Papers read -Building Chinese Affective Resources in Valence-Arousal Dimensions

Building Chinese Affective Resources in Valence-Arousal Dimensions

First, this paper to solve the problem

      More and more research has focused on the emotional state is represented as continuous values ​​on the multi-dimensional, multi-dimensional space of the most common is Aalence-Arousal (VA) space. Compared with the previous emotional state is divided into several categories (positive and negative), the method can provide emotional dimension more fine-grained analysis. Then it is very lack of emotional resources with a VA rating, the Chinese resources even more serious. Therefore, the purpose of this paper is to establish Chinese dictionary VA (CVAW) can be used in sentiment analysis of VA and Chinese text corpus (CVAT), in order to enrich the emotional research and development at VA multilingual dimension.

Two, VA space

     Valence pleasant and unpleasant representatives (ie, positive and negative) the extent and degree of excitement on behalf of Arousal and calm. Based on this representation, any emotional state can be represented as a point on the coordinate plane VA. I.e. each point represents an emotional state in the plane of the coordinates. As shown below.

Third, the existing dictionary and emotional resources corpus

     SentiWordNet lexical resource for opinion mining and sentiment it allocates three levels each for the WordNet synset (negative, positive, objective).

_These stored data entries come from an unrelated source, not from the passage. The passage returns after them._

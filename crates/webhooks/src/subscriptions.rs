//! Subscription lifecycle: creation, vetting, listing, deletion.
//!
//! New subscriptions start in `pending_verification`; the challenge worker
//! promotes them to `active` once the endpoint proves control of the URL.
//! Management calls are rate-limited per owner.

use std::sync::Arc;
use std::time::Duration;
use chrono::Utc;
use tracing::info;
use uuid::Uuid;

use tmi_config::WebhookConfig;
use tmi_core::error::{Error, WebhookError};
use tmi_core::identity::Principal;
use tmi_core::quota::{Quota, RateWindow};
use tmi_core::store::DomainStore;
use tmi_core::webhook::{SubscriptionStatus, WebhookSubscription};
use tmi_security::SecretsManager;

use crate::denylist;

/// Caller-supplied subscription parameters.
#[derive(Debug, Clone)]
pub struct NewSubscription {
    pub url: String,
    pub events: Vec<String>,
    pub secret: String,
    pub threat_model_id: Option<Uuid>,
}

/// Webhook subscription management.
pub struct SubscriptionService {
    store: Arc<dyn DomainStore>,
    secrets: Option<Arc<SecretsManager>>,
    config: WebhookConfig,
    default_quota: Quota,
    mgmt_minute: RateWindow,
    mgmt_day: RateWindow,
}

impl SubscriptionService {
    pub fn new(
        store: Arc<dyn DomainStore>,
        secrets: Option<Arc<SecretsManager>>,
        config: WebhookConfig,
        default_quota: Quota,
    ) -> Self {
        Self {
            store,
            secrets,
            config,
            default_quota,
            mgmt_minute: RateWindow::new(Duration::from_secs(60)),
            mgmt_day: RateWindow::new(Duration::from_secs(24 * 3600)),
        }
    }

    /// Effective quota for a user: stored override or process default.
    pub async fn quota_for(&self, user: Uuid) -> Result<Quota, Error> {
        Ok(self
            .store
            .quota_override(user)
            .await
            .map_err(Error::Store)?
            .unwrap_or(self.default_quota))
    }

    /// Create a subscription in `pending_verification`.
    pub async fn create(
        &self,
        owner: &Principal,
        req: NewSubscription,
    ) -> Result<WebhookSubscription, Error> {
        let quota = self.quota_for(owner.internal_uuid).await?;
        self.check_mgmt_rate(owner.internal_uuid, &quota)?;

        if req.secret.is_empty() {
            return Err(Error::InvalidArgument("secret must not be empty".into()));
        }
        if req.events.is_empty() {
            return Err(Error::InvalidArgument(
                "at least one event kind is required".into(),
            ));
        }

        self.check_deny_list(&req.url).await?;

        let current = self
            .store
            .count_subscriptions(owner.internal_uuid)
            .await
            .map_err(Error::Store)?;
        if current >= quota.max_subscriptions as usize {
            return Err(Error::Webhook(WebhookError::QuotaExceeded {
                current,
                max: quota.max_subscriptions as usize,
            }));
        }

        let id = Uuid::new_v4();
        let secret = match &self.secrets {
            Some(secrets) => secrets
                .encrypt(&id.to_string(), &req.secret)
                .map_err(|e| Error::Internal(format!("secret encryption failed: {e}")))?,
            None => req.secret,
        };

        let now = Utc::now();
        let subscription = WebhookSubscription {
            id,
            owner_user_uuid: owner.internal_uuid,
            threat_model_id: req.threat_model_id,
            url: req.url,
            secret,
            events: req.events,
            status: SubscriptionStatus::PendingVerification,
            challenge: generate_challenge(),
            challenges_sent: 0,
            publication_failures: 0,
            last_successful_use: None,
            created_at: now,
            modified_at: now,
        };
        self.store
            .create_subscription(&subscription)
            .await
            .map_err(Error::Store)?;
        info!(subscription_id = %subscription.id, owner = %owner.internal_uuid, "Subscription created");
        Ok(subscription)
    }

    /// Fetch a subscription the caller owns (admins may fetch any).
    pub async fn get(
        &self,
        caller: &Principal,
        id: Uuid,
        caller_is_admin: bool,
    ) -> Result<WebhookSubscription, Error> {
        let sub = self.store.subscription(id).await.map_err(Error::Store)?;
        if sub.owner_user_uuid != caller.internal_uuid && !caller_is_admin {
            return Err(Error::Webhook(WebhookError::NotFound(id.to_string())));
        }
        Ok(sub)
    }

    pub async fn list_for_owner(
        &self,
        owner: &Principal,
    ) -> Result<Vec<WebhookSubscription>, Error> {
        self.store
            .subscriptions_for_owner(owner.internal_uuid)
            .await
            .map_err(Error::Store)
    }

    /// Delete a subscription the caller owns (admins may delete any).
    pub async fn delete(
        &self,
        caller: &Principal,
        id: Uuid,
        caller_is_admin: bool,
    ) -> Result<(), Error> {
        let quota = self.quota_for(caller.internal_uuid).await?;
        self.check_mgmt_rate(caller.internal_uuid, &quota)?;
        let sub = self.store.subscription(id).await.map_err(Error::Store)?;
        if sub.owner_user_uuid != caller.internal_uuid && !caller_is_admin {
            return Err(Error::Webhook(WebhookError::NotFound(id.to_string())));
        }
        self.store
            .delete_subscription(id)
            .await
            .map_err(Error::Store)?;
        info!(subscription_id = %id, "Subscription deleted");
        Ok(())
    }

    /// Plaintext HMAC key for a stored subscription.
    pub fn decrypted_secret(&self, sub: &WebhookSubscription) -> Result<String, Error> {
        match &self.secrets {
            Some(secrets) if SecretsManager::is_envelope(&sub.secret) => secrets
                .decrypt(&sub.secret)
                .map_err(|e| Error::Internal(format!("secret decryption failed: {e}"))),
            _ => Ok(sub.secret.clone()),
        }
    }

    async fn check_deny_list(&self, url: &str) -> Result<(), Error> {
        let mut patterns = self.config.deny_patterns.clone();
        patterns.extend(self.store.deny_list_entries().await.map_err(Error::Store)?);
        denylist::check_url(url, &patterns)
            .map_err(|reason| Error::Webhook(WebhookError::DeniedUrl(reason.to_string())))
    }

    fn check_mgmt_rate(&self, owner: Uuid, quota: &Quota) -> Result<(), Error> {
        let key = owner.to_string();
        if !self
            .mgmt_minute
            .try_acquire(&key, quota.sub_requests_per_minute)
        {
            return Err(Error::RateLimited {
                retry_after_secs: self.mgmt_minute.retry_after_secs(&key),
            });
        }
        if !self.mgmt_day.try_acquire(&key, quota.sub_requests_per_day) {
            return Err(Error::RateLimited {
                retry_after_secs: self.mgmt_day.retry_after_secs(&key),
            });
        }
        Ok(())
    }
}

/// Opaque challenge nonce: 32 random bytes, hex-encoded.
pub fn generate_challenge() -> String {
    use rand::Rng;
    let mut rng = rand::rng();
    let mut bytes = [0u8; 32];
    rng.fill(&mut bytes);
    hex::encode(bytes)
}

#[cfg(test)]
mod tests {
    use super::*;
    use tmi_store::InMemoryStore;

    fn principal() -> Principal {
        Principal {
            internal_uuid: Uuid::new_v4(),
            provider: "github".into(),
            provider_user_id: "gh-1".into(),
            email: "a@example.test".into(),
            display_name: "A".into(),
            groups: vec![],
        }
    }

    fn service(store: Arc<InMemoryStore>) -> SubscriptionService {
        SubscriptionService::new(
            store,
            None,
            WebhookConfig::default(),
            Quota::default(),
        )
    }

    fn request(url: &str) -> NewSubscription {
        NewSubscription {
            url: url.into(),
            events: vec!["threat_model.updated".into()],
            secret: "s".into(),
            threat_model_id: None,
        }
    }

    #[tokio::test]
    async fn create_starts_pending_with_challenge() {
        let store = Arc::new(InMemoryStore::new());
        let svc = service(store);
        let sub = svc
            .create(&principal(), request("https://example.test/hook"))
            .await
            .unwrap();
        assert_eq!(sub.status, SubscriptionStatus::PendingVerification);
        assert_eq!(sub.challenge.len(), 64);
        assert_eq!(sub.challenges_sent, 0);
    }

    #[tokio::test]
    async fn denied_url_is_rejected() {
        let store = Arc::new(InMemoryStore::new());
        let svc = service(store);
        let err = svc
            .create(&principal(), request("http://169.254.169.254/latest"))
            .await
            .unwrap_err();
        assert!(matches!(err, Error::Webhook(WebhookError::DeniedUrl(_))));
    }

    #[tokio::test]
    async fn operator_deny_entries_are_consulted() {
        let store = Arc::new(InMemoryStore::new());
        store
            .add_deny_list_entry("https://blocked.example/*")
            .await
            .unwrap();
        let svc = service(store);
        let err = svc
            .create(&principal(), request("https://blocked.example/hook"))
            .await
            .unwrap_err();
        assert!(matches!(err, Error::Webhook(WebhookError::DeniedUrl(_))));
    }

    #[tokio::test]
    async fn subscription_quota_enforced() {
        let store = Arc::new(InMemoryStore::new());
        let owner = principal();
        store
            .set_quota_override(
                owner.internal_uuid,
                &Quota {
                    max_subscriptions: 1,
                    ..Quota::default()
                },
            )
            .await
            .unwrap();
        let svc = service(store);
        svc.create(&owner, request("https://example.test/a"))
            .await
            .unwrap();
        let err = svc
            .create(&owner, request("https://example.test/b"))
            .await
            .unwrap_err();
        assert!(matches!(
            err,
            Error::Webhook(WebhookError::QuotaExceeded { .. })
        ));
    }

    #[tokio::test]
    async fn mgmt_rate_limit_applies() {
        let store = Arc::new(InMemoryStore::new());
        let owner = principal();
        store
            .set_quota_override(
                owner.internal_uuid,
                &Quota {
                    sub_requests_per_minute: 1,
                    ..Quota::default()
                },
            )
            .await
            .unwrap();
        let svc = service(store);
        svc.create(&owner, request("https://example.test/a"))
            .await
            .unwrap();
        let err = svc
            .create(&owner, request("https://example.test/b"))
            .await
            .unwrap_err();
        assert!(matches!(err, Error::RateLimited { .. }));
    }

    #[tokio::test]
    async fn non_owner_cannot_see_or_delete() {
        let store = Arc::new(InMemoryStore::new());
        let owner = principal();
        let stranger = principal();
        let svc = service(store);
        let sub = svc
            .create(&owner, request("https://example.test/hook"))
            .await
            .unwrap();

        assert!(svc.get(&stranger, sub.id, false).await.is_err());
        assert!(svc.delete(&stranger, sub.id, false).await.is_err());
        // Admin may
        assert!(svc.get(&stranger, sub.id, true).await.is_ok());
        assert!(svc.delete(&stranger, sub.id, true).await.is_ok());
    }

    #[tokio::test]
    async fn secret_is_envelope_encrypted_when_manager_present() {
        let store = Arc::new(InMemoryStore::new());
        let secrets = Arc::new(SecretsManager::new("passphrase"));
        let svc = SubscriptionService::new(
            store,
            Some(secrets),
            WebhookConfig::default(),
            Quota::default(),
        );
        let sub = svc
            .create(&principal(), request("https://example.test/hook"))
            .await
            .unwrap();
        assert!(SecretsManager::is_envelope(&sub.secret));
        assert_eq!(svc.decrypted_secret(&sub).unwrap(), "s");
    }
}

     Language queries and counting (LIWC): calculated over a wide range of text extent people use words in different categories.
     The Chinese LIWC (C-LIWC) : The Chinese translation is LIWC, it is human translation of the Chinese depending on the application.
     Norms for English Words (ANEW) provides 1,034 English words with ratings in the dimensions of pleasure, arousal and dominance, it provides the only real-valued VAD three dimensions.
      The NTU Sentiment dictionary (NTUSD): uses both manual and automated approach to tagging, including both positive and negative emotional vocabulary.

Fourth, the establishment method

     CVAW established: it is based on C-LIWC the above, the use of self-assessment manikin (SAVM), that is trained commentators who give each word a value in VA dimension, while SVA will give some pictures to improve the accuracy of their commentators. Valence range of dimension values ​​of 1-9 (1 being the most negative, the most actively represented 9) 5 indicates no clear tendency of neutral emotions. Arousal is the similar methods. The last five comments were given as VA worth the average value of the word, in order to get CVAW dictionary.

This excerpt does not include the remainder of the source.